** Data extracts follows **

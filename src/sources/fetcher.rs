use std::time::Duration;

use rand::seq::SliceRandom;
use reqwest::header::{ACCEPT, USER_AGENT};
use tokio::time::Instant;
use tracing::{debug, warn};

use crate::config::FetchSettings;
use crate::error::FetchError;

const USER_AGENTS: &[&str] = &[
    "Mozilla/5.0 (Windows NT 10.0; Win64; x64) AppleWebKit/537.36",
    "Mozilla/5.0 (Macintosh; Intel Mac OS X 10_15_7) AppleWebKit/537.36",
    "Mozilla/5.0 (X11; Linux x86_64) AppleWebKit/537.36",
];

/// HTTP client for one source. Spaces its own requests, so each source task
/// owns one and nothing is shared.
pub struct Fetcher {
    client: reqwest::Client,
    delay: Duration,
    max_retries: u32,
    base_backoff: Duration,
    last_request: Option<Instant>,
}

impl Fetcher {
    pub fn new(settings: &FetchSettings) -> Result<Self, FetchError> {
        let client = reqwest::Client::builder()
            .timeout(Duration::from_secs(settings.timeout_secs))
            .build()
            .map_err(FetchError::Client)?;
        Ok(Self {
            client,
            delay: Duration::from_millis(settings.request_delay_ms),
            max_retries: settings.max_retries,
            base_backoff: Duration::from_millis(settings.base_backoff_ms),
            last_request: None,
        })
    }

    /// GET `url` as text, retrying transient failures with exponential backoff.
    /// Makes at most `max_retries + 1` attempts.
    pub async fn get_text(&mut self, url: &str) -> Result<String, FetchError> {
        let attempts = self.max_retries.saturating_add(1);
        let mut attempt = 0;
        loop {
            attempt += 1;
            match self.get_once(url).await {
                Ok(body) => return Ok(body),
                Err(e) if e.is_transient() && attempt < attempts => {
                    let backoff = backoff(self.base_backoff, attempt);
                    warn!(
                        "{} failed (attempt {}/{}): {}, backing off {:.1}s",
                        url,
                        attempt,
                        attempts,
                        e,
                        backoff.as_secs_f64()
                    );
                    tokio::time::sleep(backoff).await;
                }
                Err(e) if e.is_transient() => {
                    return Err(FetchError::Exhausted {
                        url: url.to_string(),
                        attempts,
                        last: e.to_string(),
                    })
                }
                Err(e) => return Err(e),
            }
        }
    }

    async fn get_once(&mut self, url: &str) -> Result<String, FetchError> {
        self.pace().await;

        let agent = USER_AGENTS
            .choose(&mut rand::thread_rng())
            .copied()
            .unwrap_or(USER_AGENTS[0]);
        debug!(url, agent, "GET");

        let transport = |source| FetchError::Transport {
            url: url.to_string(),
            source,
        };
        let response = self
            .client
            .get(url)
            .header(USER_AGENT, agent)
            .header(ACCEPT, "application/json, application/rss+xml, */*")
            .send()
            .await
            .map_err(transport)?;

        let status = response.status();
        if !status.is_success() {
            return Err(FetchError::Status {
                url: url.to_string(),
                status: status.as_u16(),
            });
        }
        response.text().await.map_err(transport)
    }

    /// Wait until at least `delay` has passed since the previous request.
    async fn pace(&mut self) {
        if let Some(last) = self.last_request {
            tokio::time::sleep_until(last + self.delay).await;
        }
        self.last_request = Some(Instant::now());
    }
}

/// Something that can GET a page body; paginated adapters only need this.
pub trait PageGetter {
    async fn get_text(&mut self, url: &str) -> Result<String, FetchError>;
}

impl PageGetter for Fetcher {
    async fn get_text(&mut self, url: &str) -> Result<String, FetchError> {
        Fetcher::get_text(self, url).await
    }
}

/// `base * 2^(attempt-1)`, attempt counted from 1.
fn backoff(base: Duration, attempt: u32) -> Duration {
    base.saturating_mul(2u32.saturating_pow(attempt.saturating_sub(1)))
}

** End of Data extracts **

Work instructions – Filter the listing above by the word "Duration"; copy each line that passes.

Exercise response –
use std::time::Duration;
    delay: Duration,
    base_backoff: Duration,
            .timeout(Duration::from_secs(settings.timeout_secs))
            delay: Duration::from_millis(settings.request_delay_ms),
            base_backoff: Duration::from_millis(settings.base_backoff_ms),
fn backoff(base: Duration, attempt: u32) -> Duration {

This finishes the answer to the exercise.